Sedberry to sign latest artwork at Gary’s Barbecue
By Susan Shinn
CHINA GROVE ó You can order your barbecue at Gary’s on a sandwich, on a tray, or on a plate.
On June 12, you can have some artwork on the side.
For the first time, Gary Ritchie, owner of Gary’s Barbecue, will host a signing party for Betty Sedberry.
The event will take place from 5:30 to 9 p.m.
Betty, a well-known Spencer artist, has painted a watercolor of the popular China Grove restaurant. Only 1,000 of the limited-edition prints will be available.
Gary opened his barbecue joint on April 21, 1971, when he was 22 years old.
Betty has made the painting an ode to the era, with ’70s vehicles parked outside.
That’s sure to please Ritchie, an old car afficionado.
There’s a ’57 Chevy convertible, a ’69 Chevelle Super Sport, a Black ’65 Pontiac GTO, a ’68 Corvette, a ’66 Mustang Sprint and an old Ford pickup.
There’s even a 1968 Plymouth Fury, which was driven by the Highway Patrol.
If you’ve ever spent any time at Gary’s, you know the men in silver and black take quite a few meals there.
There’s a trooper standing by the vehicle, talking on his radio. The vehicle was based on one driven by the late Joe Bracey.
(I like to think that’s Joe himself standing there.)
Cars were what brought the artist and the restaurateur together.
A couple of years ago, Betty was doing a watercolor of Zesto’s. She wanted to put a classic Thunderbird in the scene, but couldn’t get the angle quite right.
She knew Gary displayed T-birds at his restaurant, so she headed down to China Grove to check em out.
While she was there, Gary mentioned he’d like to have a watercolor of his restaurant sometime.
After a year of work, Betty has finished the piece.
“It takes a long time and a lot of details,” Betty says. “There’s a lot of research before you do the painting.”
By accident, Betty has completed a third in her series of vintage restaurants.
The legendary Al’s Nighthawk was the first.
The past couple of years have been busy for Betty. She sold her building in 2006 and her framing business, which is now The Art Station.

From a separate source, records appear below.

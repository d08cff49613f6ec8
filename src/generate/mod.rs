//! SBOM generation.
//!
//! [`SbomGenerator`] walks a [`Registry`](crate::model::Registry) through its
//! lifecycle and hands the result to a [`DocumentWriter`] chosen by
//! [`OutputFormat`]. Writers are pure functions of the registry and a
//! [`DocumentContext`], so a fixed timestamp yields byte-identical output.

mod canonical;
mod context;
mod cyclonedx;
mod format;
mod spdx3;
mod spdx_tag;
mod state;
mod traits;

pub use canonical::canonicalize;
pub use context::{DocumentContext, GeneratorConfig, TOOL_NAME, TOOL_VERSION};
pub use cyclonedx::{external_ref, CycloneDxWriter, EXTERNAL_PROPERTY, EXTERNAL_REF_PREFIX};
pub use format::{CycloneDxVersion, OutputFormat, Spdx3Version};
pub use spdx3::{external_iri, Spdx3Writer, EXTERNAL_URN_PREFIX};
pub use spdx_tag::{external_element, SpdxTagValueWriter, EXTERNAL_DOCUMENT_REF};
pub use state::{GeneratorState, SbomGenerator};
pub use traits::DocumentWriter;

impl OutputFormat {
    /// The writer for this format.
    #[must_use]
    pub fn writer(self) -> Box<dyn DocumentWriter> {
        match self {
            Self::SpdxTagValue => Box::new(SpdxTagValueWriter::new()),
            Self::SpdxJson(version) => Box::new(Spdx3Writer::new(version)),
            Self::CycloneDx(version) => Box::new(CycloneDxWriter::new(version)),
        }
    }
}

#[cfg(test)]
mod tests {
    use super::*;

    #[test]
    fn test_writer_matches_format() {
        for format in OutputFormat::all() {
            assert_eq!(format.writer().format(), format);
        }
    }
}
//! SPDX 2.3 tag-value writer.

use std::fmt::Write as _;

use super::context::{DocumentContext, TOOL_NAME, TOOL_VERSION};
use super::format::OutputFormat;
use super::traits::{component_properties, DocumentWriter};
use crate::error::{BinsbomError, GenerationErrorKind, Result};
use crate::model::{
    spdx_idstring, Component, ComponentType, EdgeKind, EdgeTarget, Registry, NOASSERTION,
};
use crate::utils::sha256_hex;

/// Document reference that external dependency targets live under.
pub const EXTERNAL_DOCUMENT_REF: &str = "DocumentRef-external";

/// SPDX 2.3 tag-value writer.
#[derive(Debug, Clone, Copy, Default)]
pub struct SpdxTagValueWriter;

impl SpdxTagValueWriter {
    #[must_use]
    pub const fn new() -> Self {
        Self
    }
}

/// `DocumentRef-external:SPDXRef-<name>` for a dependency nothing in the run provides.
#[must_use]
pub fn external_element(name: &str) -> String {
    format!("{EXTERNAL_DOCUMENT_REF}:SPDXRef-{}", spdx_idstring(name))
}

const fn purpose(component_type: ComponentType) -> &'static str {
    match component_type {
        ComponentType::Library => "LIBRARY",
        ComponentType::Application => "APPLICATION",
        ComponentType::File => "FILE",
        ComponentType::Framework => "FRAMEWORK",
        ComponentType::Source => "SOURCE",
    }
}

/// Values that may span lines are wrapped in `<text>`.
fn text_value(value: &str) -> String {
    if value.contains('\n') || value.contains(':') {
        format!("<text>{value}</text>")
    } else {
        value.to_string()
    }
}

fn write_package(out: &mut String, component: &Component, ctx: &DocumentContext) -> std::fmt::Result {
    writeln!(out)?;
    writeln!(out, "##### Package: {}", component.name)?;
    writeln!(out)?;
    writeln!(out, "PackageName: {}", component.name)?;
    writeln!(out, "SPDXID: {}", component.bom_ref().spdx_id())?;
    if let Some(version) = &component.version {
        writeln!(out, "PackageVersion: {version}")?;
    }
    match &component.supplier {
        Some(supplier) => writeln!(out, "PackageSupplier: Organization: {supplier}")?,
        None => writeln!(out, "PackageSupplier: {NOASSERTION}")?,
    }
    if let Some(manufacturer) = &component.manufacturer {
        writeln!(out, "PackageOriginator: Organization: {manufacturer}")?;
    }
    if let Some(path) = &component.file_path {
        writeln!(out, "PackageFileName: {}", path.display())?;
    }
    writeln!(out, "PackageDownloadLocation: {NOASSERTION}")?;
    writeln!(out, "FilesAnalyzed: false")?;
    if let Some(checksum) = &component.checksum {
        writeln!(out, "PackageChecksum: SHA256: {checksum}")?;
    }
    // No separate concluded-license analysis runs; both carry the known license
    let license = component.license.spdx_or_noassertion();
    writeln!(out, "PackageLicenseConcluded: {license}")?;
    writeln!(out, "PackageLicenseDeclared: {license}")?;
    writeln!(out, "PackageCopyrightText: {NOASSERTION}")?;
    if let Some(description) = &component.description {
        writeln!(out, "PackageDescription: {}", text_value(description))?;
    }
    let props = component_properties(component, ctx);
    if !props.is_empty() {
        let lines: Vec<String> = props.iter().map(|(k, v)| format!("{k}={v}")).collect();
        writeln!(out, "PackageComment: <text>{}</text>", lines.join("\n"))?;
    }
    if let Some(purl) = &component.purl {
        writeln!(out, "ExternalRef: PACKAGE-MANAGER purl {purl}")?;
    }
    writeln!(out, "PrimaryPackagePurpose: {}", purpose(component.component_type))?;
    Ok(())
}

impl SpdxTagValueWriter {
    fn render(
        &self,
        registry: &Registry,
        ctx: &DocumentContext,
    ) -> std::result::Result<String, std::fmt::Error> {
        let mut out = String::new();
        writeln!(out, "SPDXVersion: SPDX-2.3")?;
        writeln!(out, "DataLicense: CC0-1.0")?;
        writeln!(out, "SPDXID: SPDXRef-DOCUMENT")?;
        writeln!(out, "DocumentName: {}", ctx.name)?;
        writeln!(out, "DocumentNamespace: {}", ctx.namespace)?;

        let externals = registry.external_targets();
        if !externals.is_empty() {
            // The referenced document is never materialized; its checksum
            // covers the list of names it stands for.
            let digest = sha256_hex(externals.join("\n").as_bytes());
            writeln!(
                out,
                "ExternalDocumentRef: {EXTERNAL_DOCUMENT_REF} {}/external SHA256: {digest}",
                ctx.namespace
            )?;
        }

        writeln!(out, "Creator: Tool: {TOOL_NAME}-{TOOL_VERSION}")?;
        if let Some(org) = &ctx.organization {
            writeln!(out, "Creator: Organization: {org}")?;
        }
        writeln!(out, "Created: {}", ctx.created)?;

        for component in registry.components() {
            write_package(&mut out, component, ctx)?;
        }

        writeln!(out)?;
        writeln!(out, "##### Relationships")?;
        writeln!(out)?;
        for root in registry.roots() {
            writeln!(
                out,
                "Relationship: SPDXRef-DOCUMENT DESCRIBES {}",
                root.bom_ref().spdx_id()
            )?;
        }
        for edge in registry.edges() {
            let kind = match edge.kind {
                EdgeKind::DependsOn => "DEPENDS_ON",
                EdgeKind::Contains => "CONTAINS",
            };
            let target = match &edge.to {
                EdgeTarget::Resolved(to) => to.spdx_id(),
                EdgeTarget::External(name) => external_element(name),
                EdgeTarget::Pending(_) => NOASSERTION.to_string(),
            };
            writeln!(out, "Relationship: {} {kind} {target}", edge.from.spdx_id())?;
        }
        Ok(out)
    }
}

impl DocumentWriter for SpdxTagValueWriter {
    fn format(&self) -> OutputFormat {
        OutputFormat::SpdxTagValue
    }

    fn write_document(&self, registry: &Registry, ctx: &DocumentContext) -> Result<String> {
        self.render(registry, ctx).map_err(|e| {
            BinsbomError::generation(
                "rendering SPDX tag-value",
                GenerationErrorKind::Serialization(e.to_string()),
            )
        })
    }
}
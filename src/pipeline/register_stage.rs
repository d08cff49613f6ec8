//! Sequential registration of extraction results.

use std::path::{Path, PathBuf};

use anyhow::{Context, Result};

use crate::config::ExtractionConfig;
use crate::error::BinsbomError;
use crate::extract::ExtractedArtifact;
use crate::model::{DebugInfoHints, MetadataDetector, MetadataOverrides, Registry};

/// What registration did with each input.
#[derive(Debug, Clone, Default, PartialEq, Eq)]
pub struct RegistrationReport {
    /// Files that became (or merged into) components
    pub registered: usize,
    /// Files skipped, with the reason
    pub failed: Vec<(PathBuf, String)>,
    /// Translation units that matched a component
    pub hints_matched: usize,
    /// Components given a license found in a license file
    pub licenses_detected: usize,
    /// Components given a package manager inferred from their location
    pub package_managers_detected: usize,
    /// Components touched by metadata overrides
    pub overrides_applied: usize,
}

impl RegistrationReport {
    #[must_use]
    pub fn is_partial(&self) -> bool {
        !self.failed.is_empty()
    }
}

/// Register every successful result in input order.
///
/// Per-file failures are logged and recorded unless `strict` is set, in
/// which case the first one aborts the run. Once all files are registered,
/// license files and install locations are examined (unless
/// `skip_detection` is set), then the hints and overrides named in `config`
/// are applied, so overrides win over anything detected.
pub fn build_registry(
    results: Vec<(PathBuf, crate::error::Result<ExtractedArtifact>)>,
    config: &ExtractionConfig,
    strict: bool,
) -> Result<(Registry, RegistrationReport)> {
    let mut registry = Registry::new();
    let mut report = RegistrationReport::default();

    for (path, result) in results {
        let registered = result.and_then(|artifact| {
            for diagnostic in &artifact.diagnostics {
                tracing::debug!("{}: {diagnostic}", path.display());
            }
            registry.register_artifact(&artifact)
        });
        match registered {
            Ok(bom_ref) => {
                tracing::debug!("registered {} as {bom_ref}", path.display());
                report.registered += 1;
            }
            Err(e) => skip_or_abort(&path, e, strict, &mut report)?,
        }
    }

    if !config.skip_detection {
        let detected = MetadataDetector::new().apply(&mut registry);
        report.licenses_detected = detected.licenses;
        report.package_managers_detected = detected.package_managers;
    }
    if let Some(path) = &config.debug_hints {
        let hints = DebugInfoHints::load(path)
            .with_context(|| format!("loading debug hints from {}", path.display()))?;
        report.hints_matched = registry.merge_hints(&hints);
        tracing::info!(
            "matched {} of {} hinted translation units",
            report.hints_matched,
            hints.units.len()
        );
    }
    if let Some(path) = &config.overrides {
        let overrides = MetadataOverrides::load(path)
            .with_context(|| format!("loading overrides from {}", path.display()))?;
        report.overrides_applied = registry.apply_overrides(&overrides);
        tracing::info!("applied overrides to {} components", report.overrides_applied);
    }

    tracing::info!(
        "registered {} files as {} components",
        report.registered,
        registry.len()
    );
    Ok((registry, report))
}

fn skip_or_abort(
    path: &Path,
    error: BinsbomError,
    strict: bool,
    report: &mut RegistrationReport,
) -> Result<()> {
    if strict || !error.is_per_file() {
        return Err(error).with_context(|| format!("processing {}", path.display()));
    }
    tracing::warn!("skipping {}: {error}", path.display());
    report.failed.push((path.to_path_buf(), error.to_string()));
    Ok(())
}
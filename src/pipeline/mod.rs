//! Pipeline orchestration: discover → extract → register → generate, and
//! read → diff → report.
//!
//! Extraction is the only parallel stage. Registration consumes its results
//! in input order, so the registry has a single writer.

mod diff_stage;
mod discover;
mod extract_stage;
mod generate_stage;
mod output;
mod register_stage;

pub use diff_stage::{compute_diff, render_diff};
pub use discover::collect_inputs;
pub use extract_stage::extract_all;
pub use generate_stage::{
    build_registry_from_paths, generate_document, render_registry, GenerateOutcome,
};
pub use output::{write_output, OutputTarget};
pub use register_stage::{build_registry, RegistrationReport};

/// Structured pipeline error types for better diagnostics.
#[derive(Debug, thiserror::Error)]
pub enum PipelineError {
    /// Failed to find or read inputs
    #[error("Input discovery failed: {source}")]
    DiscoveryFailed {
        #[source]
        source: anyhow::Error,
    },

    /// Registration or generation failed
    #[error("Generation failed: {source}")]
    GenerationFailed {
        #[source]
        source: anyhow::Error,
    },

    /// Failed to read or parse a document for comparison
    #[error("Parse failed for {path}: {source}")]
    ParseFailed {
        path: String,
        source: anyhow::Error,
    },

    /// Diff computation failed
    #[error("Diff failed: {source}")]
    DiffFailed {
        #[source]
        source: anyhow::Error,
    },
}

/// Exit codes for CI/CD integration
pub mod exit_codes {
    /// Success - no changes detected, every input processed
    pub const SUCCESS: i32 = 0;
    /// A diff found changes and fail-on-change is set
    pub const CHANGES_DETECTED: i32 = 1;
    /// A validated document has errors, or warnings under fail-on-warning
    pub const VALIDATION_FAILED: i32 = 1;
    /// A document was written but some inputs were skipped
    pub const PARTIAL: i32 = 2;
    /// An error occurred
    pub const ERROR: i32 = 3;
}

#[cfg(test)]
mod tests {
    use super::*;

    #[test]
    fn test_exit_codes_values() {
        assert_eq!(exit_codes::SUCCESS, 0);
        assert_eq!(exit_codes::CHANGES_DETECTED, 1);
        assert_eq!(exit_codes::VALIDATION_FAILED, 1);
        assert_eq!(exit_codes::PARTIAL, 2);
        assert_eq!(exit_codes::ERROR, 3);
    }

    #[test]
    fn test_pipeline_error_display() {
        let err = PipelineError::ParseFailed {
            path: "old.cdx.json".to_string(),
            source: anyhow::anyhow!("unknown format"),
        };
        assert_eq!(err.to_string(), "Parse failed for old.cdx.json: unknown format");
    }
}
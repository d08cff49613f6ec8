//! Validate command handler: structural checks on existing documents.

use anyhow::{Context, Result};
use std::path::PathBuf;

use crate::config::AppConfig;
use crate::pipeline::{exit_codes, write_output, OutputTarget};
use crate::validate::{validate_document, Severity, ValidationResult};

/// Rendering for `validate`.
#[derive(Debug, Clone, Copy, Default, PartialEq, Eq, clap::ValueEnum)]
pub enum ValidateFormat {
    /// One line per finding
    #[default]
    Text,
    /// Every result as a JSON array
    Json,
}

/// Run the validate command
///
/// Returns [`exit_codes::VALIDATION_FAILED`] when any document has errors,
/// or warnings while `fail_on_warning` is set.
pub fn run_validate(
    inputs: &[PathBuf],
    format: ValidateFormat,
    fail_on_warning: bool,
    config: &AppConfig,
) -> Result<i32> {
    let mut results = Vec::with_capacity(inputs.len());
    for input in inputs {
        let content = std::fs::read_to_string(input)
            .with_context(|| format!("reading {}", input.display()))?;
        let result = validate_document(&content);
        tracing::debug!(
            "{}: {} errors, {} warnings",
            input.display(),
            result.error_count,
            result.warning_count
        );
        results.push((input.display().to_string(), result));
    }

    let content = match format {
        ValidateFormat::Json => {
            let reports: Vec<serde_json::Value> = results
                .iter()
                .map(|(path, result)| serde_json::json!({ "file": path, "result": result }))
                .collect();
            serde_json::to_string_pretty(&reports).context("serializing validation results")?
        }
        ValidateFormat::Text => results
            .iter()
            .map(|(path, result)| format_text(path, result))
            .collect::<Vec<_>>()
            .join("\n"),
    };
    let target = OutputTarget::from_option(config.output.file.clone());
    write_output(&content, &target, config.behavior.quiet)?;

    let failed = results.iter().any(|(_, result)| {
        !result.is_valid || (fail_on_warning && result.warning_count > 0)
    });
    Ok(if failed {
        exit_codes::VALIDATION_FAILED
    } else {
        exit_codes::SUCCESS
    })
}

fn format_text(path: &str, result: &ValidationResult) -> String {
    let mut lines = Vec::new();
    let version = result
        .version
        .as_deref()
        .map(|v| format!(" {v}"))
        .unwrap_or_default();
    lines.push(format!("{path} ({}{version})", result.format));
    lines.push(format!(
        "Status: {} ({} errors, {} warnings)",
        if result.is_valid { "VALID" } else { "INVALID" },
        result.error_count,
        result.warning_count
    ));
    for finding in &result.findings {
        let severity = match finding.severity {
            Severity::Error => "ERROR",
            Severity::Warning => "WARN",
        };
        let element = finding.element.as_deref().unwrap_or("-");
        lines.push(format!("[{severity}] {element} | {}", finding.message));
    }
    lines.join("\n")
}
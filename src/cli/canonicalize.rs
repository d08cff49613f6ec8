//! Canonicalize command handler: the byte form a signer should hash.

use anyhow::{Context, Result};
use std::io::Write;
use std::path::{Path, PathBuf};

use crate::generate::canonicalize;
use crate::pipeline::exit_codes;

/// Run the canonicalize command
pub fn run_canonicalize(input: &Path, output: Option<&PathBuf>) -> Result<i32> {
    let content = std::fs::read_to_string(input)
        .with_context(|| format!("reading {}", input.display()))?;
    let bytes = canonicalize(&content)
        .with_context(|| format!("canonicalizing {}", input.display()))?;

    match output {
        Some(path) => std::fs::write(path, &bytes)
            .with_context(|| format!("writing {}", path.display()))?,
        None => std::io::stdout()
            .lock()
            .write_all(&bytes)
            .context("writing to stdout")?,
    }
    Ok(exit_codes::SUCCESS)
}
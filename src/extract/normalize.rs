//! Normalization of dynamic-library references into comparable names.

use super::types::{DependencyInfo, DependencyKind};

/// Loader-relative prefixes used by dyld install names.
const MACHO_PREFIXES: &[&str] = &["@rpath/", "@loader_path/", "@executable_path/"];

const SYSTEM_DIRS: &[&str] = &[
    "/usr/lib/",
    "/lib/",
    "/lib64/",
    "/usr/lib64/",
    "/System/Library/",
];

/// DLLs shipped with Windows or the MSVC runtime.
const SYSTEM_DLLS: &[&str] = &[
    "kernel32.dll",
    "user32.dll",
    "gdi32.dll",
    "advapi32.dll",
    "shell32.dll",
    "ole32.dll",
    "oleaut32.dll",
    "ws2_32.dll",
    "ntdll.dll",
    "msvcrt.dll",
    "ucrtbase.dll",
    "bcrypt.dll",
    "crypt32.dll",
    "comctl32.dll",
    "comdlg32.dll",
    "version.dll",
    "shlwapi.dll",
    "secur32.dll",
    "rpcrt4.dll",
    "userenv.dll",
    "vcruntime140.dll",
    "msvcp140.dll",
];

/// Sonames of the C runtime, which every ELF binary on a system links.
const SYSTEM_SONAMES: &[&str] = &[
    "libc.so",
    "libm.so",
    "libdl.so",
    "libpthread.so",
    "librt.so",
    "ld-linux",
    "libgcc_s.so",
    "libstdc++.so",
];

/// Build a dependency record from an ELF `DT_NEEDED` entry.
#[must_use]
pub fn elf_dependency(raw: &str) -> DependencyInfo {
    let name = raw.rsplit('/').next().unwrap_or(raw).to_string();
    let is_system = is_system_path(raw) || SYSTEM_SONAMES.iter().any(|s| name.starts_with(s));
    DependencyInfo {
        version: soname_version(&name),
        name,
        raw: raw.to_string(),
        kind: DependencyKind::Required,
        is_system,
    }
}

/// Build a dependency record from a Mach-O dylib load command.
#[must_use]
pub fn macho_dependency(raw: &str, kind: DependencyKind, current_version: u32) -> DependencyInfo {
    DependencyInfo {
        name: normalize_install_name(raw),
        raw: raw.to_string(),
        version: format_packed_version(current_version),
        kind,
        is_system: is_system_path(raw),
    }
}

/// Build a dependency record from a PE import descriptor.
#[must_use]
pub fn pe_dependency(raw: &str, kind: DependencyKind) -> DependencyInfo {
    let name = raw.to_ascii_lowercase();
    let is_system = SYSTEM_DLLS.contains(&name.as_str())
        || name.starts_with("api-ms-win-")
        || name.starts_with("ext-ms-");
    DependencyInfo {
        name,
        raw: raw.to_string(),
        version: None,
        kind,
        is_system,
    }
}

/// Reduce a dyld install name to the library's own name.
///
/// `@rpath/libfoo.1.dylib` becomes `libfoo.1.dylib` and
/// `/System/Library/Frameworks/Foundation.framework/Versions/C/Foundation`
/// becomes `Foundation`.
#[must_use]
pub fn normalize_install_name(raw: &str) -> String {
    let mut path = raw;
    for prefix in MACHO_PREFIXES {
        if let Some(rest) = path.strip_prefix(prefix) {
            path = rest;
            break;
        }
    }

    if let Some(framework) = framework_name(path) {
        return framework.to_string();
    }

    path.rsplit('/').next().unwrap_or(path).to_string()
}

/// Name of the framework bundle that `path` points into, if any.
fn framework_name(path: &str) -> Option<&str> {
    let idx = path.find(".framework/")?;
    let bundle = &path[..idx];
    Some(bundle.rsplit('/').next().unwrap_or(bundle))
}

/// Whether a library path lives in an OS-owned directory.
#[must_use]
pub fn is_system_path(raw: &str) -> bool {
    SYSTEM_DIRS.iter().any(|dir| raw.starts_with(dir))
}

/// Version suffix of an ELF soname: `libssl.so.1.1` gives `1.1`.
#[must_use]
pub fn soname_version(soname: &str) -> Option<String> {
    let idx = soname.find(".so.")?;
    let suffix = &soname[idx + 4..];
    is_dotted_number(suffix).then(|| suffix.to_string())
}

/// `1`, `1.2`, `1.2.3`: non-empty digit runs joined by dots.
fn is_dotted_number(s: &str) -> bool {
    !s.is_empty()
        && s.split('.')
            .all(|part| !part.is_empty() && part.chars().all(|c| c.is_ascii_digit()))
}

/// Library name without the `.so.N` / `.N.dylib` / `.dll` decoration.
///
/// Used to match a dependency reference such as `libA.so.1` against a
/// component registered as `libA`.
#[must_use]
pub fn library_stem(name: &str) -> &str {
    // Only a `.so` that ends the name or precedes a numeric version counts;
    // `.so` inside the stem (`libfoo.sound.so.1`) does not
    for (idx, _) in name.match_indices(".so") {
        let rest = &name[idx + 3..];
        if rest.is_empty() || rest.strip_prefix('.').is_some_and(is_dotted_number) {
            return &name[..idx];
        }
    }
    if let Some(base) = name.strip_suffix(".dylib") {
        return base.split('.').next().unwrap_or(base);
    }
    let lower_dll = name.len() > 4 && name[name.len() - 4..].eq_ignore_ascii_case(".dll");
    if lower_dll {
        return &name[..name.len() - 4];
    }
    name
}

/// Render a Mach-O packed `xxxx.yy.zz` version. Zero means "unset".
#[must_use]
pub fn format_packed_version(packed: u32) -> Option<String> {
    if packed == 0 {
        return None;
    }
    let major = packed >> 16;
    let minor = (packed >> 8) & 0xff;
    let patch = packed & 0xff;
    Some(format!("{major}.{minor}.{patch}"))
}

/// Render an `LC_SOURCE_VERSION` value (`a.b.c.d.e`, 24/10/10/10/10 bits),
/// trimming trailing zero components.
#[must_use]
pub fn format_source_version(packed: u64) -> Option<String> {
    if packed == 0 {
        return None;
    }
    let parts = [
        packed >> 40,
        (packed >> 30) & 0x3ff,
        (packed >> 20) & 0x3ff,
        (packed >> 10) & 0x3ff,
        packed & 0x3ff,
    ];
    let keep = parts.iter().rposition(|p| *p != 0).map_or(1, |i| i + 1).max(2);
    Some(
        parts[..keep]
            .iter()
            .map(ToString::to_string)
            .collect::<Vec<_>>()
            .join("."),
    )
}
//! Benchmarks for registry resolution, document generation and diffing.

use binsbom::diff::DiffEngine;
use binsbom::generate::{GeneratorConfig, OutputFormat, SbomGenerator};
use binsbom::model::{Component, Registry};
use binsbom::parsers::parse_bom_str;
use chrono::{TimeZone, Utc};
use criterion::{criterion_group, criterion_main, BenchmarkId, Criterion};
use std::hint::black_box;

/// `n` libraries in a chain, each also needing a library outside the set.
fn synthetic_registry(n: usize) -> Registry {
    let mut registry = Registry::new();
    let refs: Vec<_> = (0..n)
        .map(|i| {
            let component = Component::new(format!("lib{i}.so.1"))
                .with_version(format!("1.{i}.0"))
                .with_checksum(format!("{i:064x}"));
            registry
                .register_component(component)
                .expect("synthetic component registers")
        })
        .collect();
    for (i, from) in refs.iter().enumerate() {
        if i + 1 < n {
            registry
                .add_dependency_by_name(from, &format!("lib{}.so.1", i + 1))
                .expect("source is registered");
        }
        registry
            .add_dependency_by_name(from, "libc.so.6")
            .expect("source is registered");
    }
    registry
}

fn config() -> GeneratorConfig {
    GeneratorConfig::default()
        .with_timestamp(Utc.with_ymd_and_hms(2024, 1, 1, 0, 0, 0).unwrap())
}

fn benchmark_resolve(c: &mut Criterion) {
    let mut group = c.benchmark_group("resolve_edges");
    for size in [100, 1_000] {
        group.bench_with_input(BenchmarkId::from_parameter(size), &size, |b, &size| {
            b.iter_batched(
                || synthetic_registry(size),
                |mut registry| black_box(registry.resolve_edges()),
                criterion::BatchSize::SmallInput,
            );
        });
    }
    group.finish();
}

fn benchmark_generate(c: &mut Criterion) {
    let mut group = c.benchmark_group("generate");
    for format in OutputFormat::all() {
        group.bench_with_input(
            BenchmarkId::new(format.to_string(), 1_000),
            &format,
            |b, &format| {
                b.iter_batched(
                    || synthetic_registry(1_000),
                    |registry| black_box(SbomGenerator::generate(registry, config(), format)),
                    criterion::BatchSize::SmallInput,
                );
            },
        );
    }
    group.finish();
}

fn benchmark_diff(c: &mut Criterion) {
    let render = |n| {
        SbomGenerator::generate(synthetic_registry(n), config(), OutputFormat::default())
            .expect("synthetic registry generates")
    };
    let old = parse_bom_str(&render(1_000)).expect("generated document parses");
    let new = parse_bom_str(&render(900)).expect("generated document parses");
    let engine = DiffEngine::new();

    c.bench_function("diff_1000_vs_900", |b| {
        b.iter(|| black_box(engine.diff(&old, &new)));
    });
}

criterion_group!(benches, benchmark_resolve, benchmark_generate, benchmark_diff);
criterion_main!(benches);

She works out of her home studio.
“I really miss the people, but I get out a lot, to restaurants around town, and I’ll see them,” she says. “The kind of business I was in, you didn’t have customers ó you had friends who happened to do business with you. That’s the part I really enjoy.”
Betty has worked with Diversified Graphics for years to make her prints. Together, they’ve completed more than 100 prints.
Owner Frank Goodnight has witnessed Betty’s growth as an artist, he says. “She’s just a wonderful artist and a lot of fun to work with.”
Betty just recently completed the proofing process for the prints.
“It’s been a lot of fun,” Betty says. “I’ve gotten to know Gary. He is a fine person, and so patient. He made some suggestions I hadn’t thought about.”
Gary and Betty signed the original, and they’ll be available to sign the prints during the party next week. Prints are $45 each.
The original will be displayed at Gary’s Barbecue.
Betty’s artwork is available at The Emporium, The Art Station, Fine Frame Gallery, The Framing Gallery.
Gary, who just turned 60, is pleased to have his restaurant commemorated in artwork.
“Gary’s Barbecue won’t be here forever,” he says.
Over the years, he says, he’s been blessed with good employees and good customers.
“There’s been so many generations come through here,” he says. “That’s what makes it special for me. It’s turned into a gathering spot for the community.”
Cari Price is a member of the families who are carrying on the tradition of eating at Gary’s. Cari works for Diversified Graphics.
She first came to the restaurant when she was 3 days old, with her parents, Nancy and Ben Adams.
Cari in turn brought son Cole when he was 4 days old. The tyke is now 18 months old.
“We like the family atmosphere and we know everybody there,” Cari says.